> [REQUIRED ACTION]:
Scan the records below for the string "types" and return every line where it appears.
───── DATA LISTING
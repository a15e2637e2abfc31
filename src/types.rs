//! Configuration and stored-record types.

use crate::error::{GeoWatchError, Result};
use crate::geohash::{self, MAX_PRECISION};
use crate::geom::Coordinate;
use serde::{Deserialize, Serialize};

/// Client configuration.
///
/// Easily serializable and loadable from JSON while keeping complexity
/// minimal.
///
/// # Example
///
/// ```rust
/// use geowatch::Config;
///
/// let config = Config::default();
/// assert_eq!(config.write_precision, 10);
///
/// let json = r#"{ "write_precision": 8 }"#;
/// let config: Config = serde_json::from_str(json).unwrap();
/// assert_eq!(config.write_precision, 8);
/// ```
#[derive(Debug, Clone, Serialize, Deserialize)]
pub struct Config {
    /// Geohash length written into stored records (1-22, default: 10).
    /// Higher values resolve finer query radii at the cost of longer keys.
    #[serde(default = "Config::default_write_precision")]
    pub write_precision: usize,
}

impl Config {
    const fn default_write_precision() -> usize {
        10
    }

    /// Config with a custom write precision.
    pub fn with_write_precision(precision: usize) -> Self {
        assert!(
            (1..=MAX_PRECISION).contains(&precision),
            "Write precision must be between 1 and {MAX_PRECISION}"
        );
        Self {
            write_precision: precision,
        }
    }
}

impl Default for Config {
    fn default() -> Self {
        Self {
            write_precision: Self::default_write_precision(),
        }
    }
}

/// The stored document shape: a geohash string and an ordered
/// `[latitude, longitude]` pair, written together and treated as a unit.
///
/// Serialized as `{ "g": "...", "l": [lat, lng] }`.
#[derive(Debug, Clone, PartialEq, Serialize, Deserialize)]
pub struct LocationRecord {
    /// Geohash of the location, computed once at write time.
    #[serde(rename = "g")]
    pub geohash: String,
    /// Ordered coordinate pair. Kept as a raw vector so records with the
    /// wrong element count deserialize and are then rejected explicitly.
    #[serde(rename = "l")]
    pub location: Vec<f64>,
}

impl LocationRecord {
    /// Build a record for a coordinate, encoding its geohash at `precision`.
    pub fn new(coord: &Coordinate, precision: usize) -> Result<Self> {
        let geohash = geohash::encode(coord, precision)?;
        Ok(Self {
            geohash,
            location: vec![coord.lat(), coord.lng()],
        })
    }

    /// Validate and extract the coordinate.
    ///
    /// # Errors
    ///
    /// `InvalidCoordinate` when the pair has the wrong element count or
    /// out-of-range values. Fatal to this record only; callers skip the
    /// record and keep scanning.
    pub fn coordinate(&self) -> Result<Coordinate> {
        match self.location.as_slice() {
            [lat, lng] => Coordinate::new(*lat, *lng),
            other => Err(GeoWatchError::InvalidCoordinate(format!(
                "location pair must have exactly 2 elements, got {}",
                other.len()
            ))),
        }
    }

    /// Parse a raw stored document.
    ///
    /// # Errors
    ///
    /// `MalformedRecord` when the expected fields are missing or ill-typed.
    pub fn from_value(value: &serde_json::Value) -> Result<Self> {
        serde_json::from_value(value.clone())
            .map_err(|e| GeoWatchError::MalformedRecord(e.to_string()))
    }

    /// Serialize into the stored document shape.
    pub fn to_value(&self) -> serde_json::Value {
        serde_json::to_value(self).expect("record serialization is infallible")
    }
}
──────────
> [REPLY TO THE TASK]:
filename src/types.rs
//! Configuration and stored-record types.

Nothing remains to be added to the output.